Dennoch ist es berechtigt, auch in der Verbindung von Mann und Frau ein Abbild der Treue Gottes zu seinem Volk und der Liebe Christi zu seiner Kirche zu erblicken. Dann ist das Sakrament der Ehe das Abbild, die göttliche Liebe und Treue sind das Urbild. Wenn das Abbild zerbricht, wird das Urbild nicht zerstört. Schon im Alten Bund nimmt Jahweh sein Bundesangebot nicht zurück, wenn sein Volk dem Bund untreu wird. Das geschieht immer wieder, während Gott zu diesem Bund steht – und zwar durchgehend, er muss ihn nicht „immer wieder anbieten“, wie es im IV. Hochgebet heißt. Durch die Untreue des Volkes werden offenbar weder die Bundestreue Gottes noch die Bundesfähigkeit Israels prinzipiell in Frage gestellt. Gott nimmt seine Zusage nicht zurück; dies ist mit der Unauflöslichkeit des Ehebandes (von Seiten Gottes/Christi) gemeint.

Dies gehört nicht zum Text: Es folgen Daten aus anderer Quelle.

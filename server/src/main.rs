use clap::Parser;
use log::{error, info};
use server::net::{self, GridSize};
use server::session::Session;
use shared::{GRID_COLS, GRID_ROWS, MIN_GRID_COLS, MIN_GRID_ROWS, TICK_INTERVAL_MS};
use std::time::Duration;
use tokio::net::TcpListener;

#[derive(Parser, Debug)]
#[command(author, version, about)]
struct Args {
    /// Address to bind to
    #[arg(short = 'H', long, default_value = "127.0.0.1")]
    host: String,
    /// Port to listen on
    #[arg(short, long, default_value = "6969")]
    port: u16,
    /// Simulation tick period in milliseconds
    #[arg(short, long, default_value_t = TICK_INTERVAL_MS)]
    tick_ms: u64,
    /// Grid rows, border ring included
    #[arg(long, default_value_t = GRID_ROWS)]
    rows: u16,
    /// Grid columns, border ring included
    #[arg(long, default_value_t = GRID_COLS)]
    cols: u16,
}

#[tokio::main]
async fn main() -> Result<(), Box<dyn std::error::Error>> {
    env_logger::init();
    let args = Args::parse();

    if args.rows < MIN_GRID_ROWS || args.cols < MIN_GRID_COLS {
        return Err(format!(
            "grid must be at least {}x{}, got {}x{}",
            MIN_GRID_ROWS, MIN_GRID_COLS, args.rows, args.cols
        )
        .into());
    }
    if args.tick_ms == 0 {
        return Err("tick period must be at least 1 ms".into());
    }
    // Grid coordinates are i16 on the wire and in the engine.
    let max_dim = i16::MAX as u16;
    if args.rows > max_dim || args.cols > max_dim {
        return Err(format!("grid dimensions are capped at {}", max_dim).into());
    }

    let (session, cmd_tx, snapshot_tx) =
        Session::new(args.rows, args.cols, Duration::from_millis(args.tick_ms))?;

    let listener = TcpListener::bind((args.host.as_str(), args.port)).await?;
    info!(
        "listening on {} ({}x{} grid, {} ms tick)",
        listener.local_addr()?,
        args.rows,
        args.cols,
        args.tick_ms
    );

    let grid = GridSize {
        rows: args.rows,
        cols: args.cols,
    };
    let session_handle = tokio::spawn(session.run());
    let listener_handle = tokio::spawn(net::run_listener(listener, cmd_tx, snapshot_tx, grid));

    tokio::select! {
        result = session_handle => {
            if let Err(e) = result {
                error!("session task panicked: {}", e);
            }
        }
        result = listener_handle => {
            if let Err(e) = result {
                error!("listener task panicked: {}", e);
            }
        }
        _ = tokio::signal::ctrl_c() => {
            info!("received ctrl-c, shutting down");
        }
    }

    Ok(())
}
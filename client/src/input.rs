//! Keyboard to game-action mapping.

use crossterm::event::{KeyCode, KeyEvent, KeyModifiers};
use shared::grid::Direction;

/// What a key press means to the game loops. `Turn` is the primary player
/// (WASD or arrows); `TurnSecond` is the IJKL set, only meaningful in the
/// offline two-player mode.
#[derive(Debug, Clone, Copy, PartialEq, Eq)]
pub enum InputAction {
    Turn(Direction),
    TurnSecond(Direction),
    Restart,
    Quit,
}

pub fn map_key(key: KeyEvent) -> Option<InputAction> {
    if key.modifiers.contains(KeyModifiers::CONTROL) && key.code == KeyCode::Char('c') {
        return Some(InputAction::Quit);
    }

    match key.code {
        KeyCode::Char('w') | KeyCode::Up => Some(InputAction::Turn(Direction::Up)),
        KeyCode::Char('s') | KeyCode::Down => Some(InputAction::Turn(Direction::Down)),
        KeyCode::Char('a') | KeyCode::Left => Some(InputAction::Turn(Direction::Left)),
        KeyCode::Char('d') | KeyCode::Right => Some(InputAction::Turn(Direction::Right)),

        KeyCode::Char('i') => Some(InputAction::TurnSecond(Direction::Up)),
        KeyCode::Char('k') => Some(InputAction::TurnSecond(Direction::Down)),
        KeyCode::Char('j') => Some(InputAction::TurnSecond(Direction::Left)),
        KeyCode::Char('l') => Some(InputAction::TurnSecond(Direction::Right)),

        KeyCode::Char('r') => Some(InputAction::Restart),
        KeyCode::Char('q') | KeyCode::Esc => Some(InputAction::Quit),
        _ => None,
    }
}
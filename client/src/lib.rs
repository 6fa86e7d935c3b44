//! # Terminal snake client
//!
//! Connects to the authoritative server, sends direction requests as
//! two-byte input frames, and renders the per-tick snapshots onto a
//! raw-mode alternate screen. The client never simulates: what it draws is
//! exactly what the server said.
//!
//! The offline [`local`] modes reuse the same engine, input mapping and
//! renderer without a socket: a two-player couch mode (WASD against IJKL)
//! and a single-player mode.

pub mod input;
pub mod local;
pub mod net;
pub mod render;
pub mod term;
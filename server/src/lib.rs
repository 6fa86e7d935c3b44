//! # Authoritative snake server
//!
//! Holds the only live copy of the game state and advances it on a fixed
//! tick. Two TCP peers each get a player slot at accept time; the session
//! task is the single writer of the game, connection handlers only submit
//! direction and restart requests over a command channel and relay the
//! per-tick snapshot broadcast back to their peer.
//!
//! ## Module organization
//!
//! - [`session`] owns the game and the tick clock: commands in over an
//!   `mpsc`, snapshots out over a `broadcast` channel.
//! - [`net`] accepts connections, performs the handshake, and runs the
//!   per-peer reader and writer tasks. A failure on one connection never
//!   reaches the session or the other peer; the affected player's snake is
//!   frozen in place instead.

pub mod net;
pub mod session;
//! Item values and the categories that select their update rule

use serde::{Deserialize, Serialize};

use crate::catalog;

/// Lowest quality a non-legendary item can reach
pub const MIN_QUALITY: i32 = 0;

/// Highest quality a non-legendary item can reach
pub const MAX_QUALITY: i32 = 50;

/// Fixed quality of legendary items
pub const LEGENDARY_QUALITY: i32 = 80;

// ============================================================================
// Item
// ============================================================================

/// A single stock item.
///
/// The shape of this type is shared with callers outside the crate, so the
/// category is carried in `name` rather than in a dedicated field.
#[derive(Debug, Clone, PartialEq, Eq, Hash, Serialize, Deserialize)]
pub struct Item {
    pub name: String,
    pub sell_in: i32,
    pub quality: i32,
}

impl Item {
    pub fn new(name: impl Into<String>, sell_in: i32, quality: i32) -> Self {
        Self {
            name: name.into(),
            sell_in,
            quality,
        }
    }

    /// Category inferred from the item name
    pub fn category(&self) -> Category {
        Category::from_name(&self.name)
    }

    /// Same name, new counters
    pub(crate) fn with_values(&self, sell_in: i32, quality: i32) -> Self {
        Self {
            name: self.name.clone(),
            sell_in,
            quality,
        }
    }
}

impl std::fmt::Display for Item {
    fn fmt(&self, f: &mut std::fmt::Formatter<'_>) -> std::fmt::Result {
        write!(f, "{}, {}, {}", self.name, self.sell_in, self.quality)
    }
}

// ============================================================================
// Category
// ============================================================================

#[derive(Debug, Clone, Copy, PartialEq, Eq, Hash, Serialize, Deserialize)]
#[serde(rename_all = "snake_case")]
pub enum Category {
    Normal,
    Legendary,
    Aged,
    EventTicket,
    Conjured,
}

impl Category {
    /// Resolve a category by exact, case-sensitive name match.
    /// Unknown names are normal items.
    pub fn from_name(name: &str) -> Self {
        match name {
            catalog::AGED_BRIE => Category::Aged,
            catalog::BACKSTAGE_PASSES => Category::EventTicket,
            catalog::SULFURAS => Category::Legendary,
            catalog::CONJURED_MANA_CAKE => Category::Conjured,
            _ => Category::Normal,
        }
    }
}

/// Clamp a quality into the regular `[MIN_QUALITY, MAX_QUALITY]` range
pub fn clamp_quality(quality: i32) -> i32 {
    quality.clamp(MIN_QUALITY, MAX_QUALITY)
}
//! Stock catalog
//!
//! Names the rules key off, the opening inventory of the inn, and random
//! stock generation for benchmarks.

use rand::Rng;

use crate::item::{Category, Item, LEGENDARY_QUALITY, MAX_QUALITY, MIN_QUALITY};

pub const AGED_BRIE: &str = "Aged Brie";
pub const BACKSTAGE_PASSES: &str = "Backstage passes to a TAFKAL80ETC concert";
pub const SULFURAS: &str = "Sulfuras, Hand of Ragnaros";
pub const CONJURED_MANA_CAKE: &str = "Conjured Mana Cake";

/// Everyday goods (normal rule)
const COMMON_GOODS: &[&str] = &[
    "+5 Dexterity Vest",
    "Elixir of the Mongoose",
    "Hearthstone Ale",
    "Traveller's Cloak",
    "Tin of Lamp Oil",
    "Potion of Minor Healing",
];

/// The inventory the inn opens with
pub fn standard_inventory() -> Vec<Item> {
    vec![
        Item::new("+5 Dexterity Vest", 10, 20),
        Item::new(AGED_BRIE, 2, 0),
        Item::new("Elixir of the Mongoose", 5, 7),
        Item::new(SULFURAS, 0, 80),
        Item::new(SULFURAS, -1, 80),
        Item::new(BACKSTAGE_PASSES, 15, 20),
        Item::new(BACKSTAGE_PASSES, 10, 49),
        Item::new(BACKSTAGE_PASSES, 5, 49),
        Item::new(CONJURED_MANA_CAKE, 3, 6),
    ]
}

/// Pick a random stock name, special items included
pub fn random_name<R: Rng>(rng: &mut R) -> &'static str {
    let specials = [AGED_BRIE, BACKSTAGE_PASSES, SULFURAS, CONJURED_MANA_CAKE];
    let idx = rng.gen_range(0..COMMON_GOODS.len() + specials.len());
    if idx < COMMON_GOODS.len() {
        COMMON_GOODS[idx]
    } else {
        specials[idx - COMMON_GOODS.len()]
    }
}

/// Generate `count` well-formed items
pub fn random_stock<R: Rng>(rng: &mut R, count: usize) -> Vec<Item> {
    (0..count)
        .map(|_| {
            let name = random_name(rng);
            let sell_in = rng.gen_range(-5..=30);
            let quality = match Category::from_name(name) {
                Category::Legendary => LEGENDARY_QUALITY,
                _ => rng.gen_range(MIN_QUALITY..=MAX_QUALITY),
            };
            Item::new(name, sell_in, quality)
        })
        .collect()
}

8. In der pastoralen Sorge um die nach Scheidung Wiederverheirateten geht es also nicht darum zu fragen, ob das Prinzip der Unauflöslichkeit durch eine Barmherzigkeit des „wir drücken mal beide Augen zu“ aufgeweicht werden kann. Vielmehr geht es darum, das Prinzip der Unauflöslichkeit mit dem prinzipiellen Verhalten Jesu (gipfelnd in: „Nicht die Gesunden brauchen den Arzt, sondern die Kranken. Ich bin gekommen, die Sünder zur Umkehr zu rufen, nicht die Gerechten“: Lk 5,31f.) in Übereinstimmung zu bringen. Wie Hans Reinhard Seeliger in dieser Zeitschrift (vgl. Vom Konzil erlaubt: Nicaea und die Wiederverheiratung Geschiedener, in: ThQ 192, 2012, 305–311) ausgeführt hat, kann sich Papst Franziskus nicht nur auf die von ihm angeführten patristischen Quellen (Ambrosius, Cyrill v. Alexandrien) berufen, sondern sogar auf das Konzil von Nizäa, wenn er betont: „Die Eucharistie ist, obwohl sie die Fülle des sakramentalen Lebens darstellt, nicht eine Belohnung für die Vollkommenen, sondern ein großzügiges Heilmittel und eine Nahrung für die Schwachen“ (Evangelii gaudium, Nr. 47).
9. Kirche sollte sich davor hüten, nur deshalb diesen Überlegungen nicht nachzugehen, weil sie fürchtet, den Anschein zu erwecken, dass sie gewissen gesellschaftlichen Erwartungen entgegenkomme und sich dem Zeitgeist anpasse. Stattdessen und gegenüber solchen Vorwürfen sollte sie offensiv vertreten, dass sie an beiden Prinzipien festhalten kann und dies nicht als Widerspruch versteht, sondern als Orientierung am Evangelium. Damit verbunden ist freilich das Eingeständnis, dass die Spannung zwischen den beiden Prinzipien nicht aufgelöst werden kann, sondern auszuhalten ist. Unschuldig kommt niemand, auch keine kirchliche Lehre aus diesem Dilemma heraus, aber „lieber“ eine „verbeulte“ Kirche, „die verletzt und beschmutzt ist, weil sie auf die Straßen hinausgegangen ist“ (Evangelii gaudium, Nr. 49), als eine „Kirche der Reinen“, welche den Menschen die Freude am Evangelium vergällt.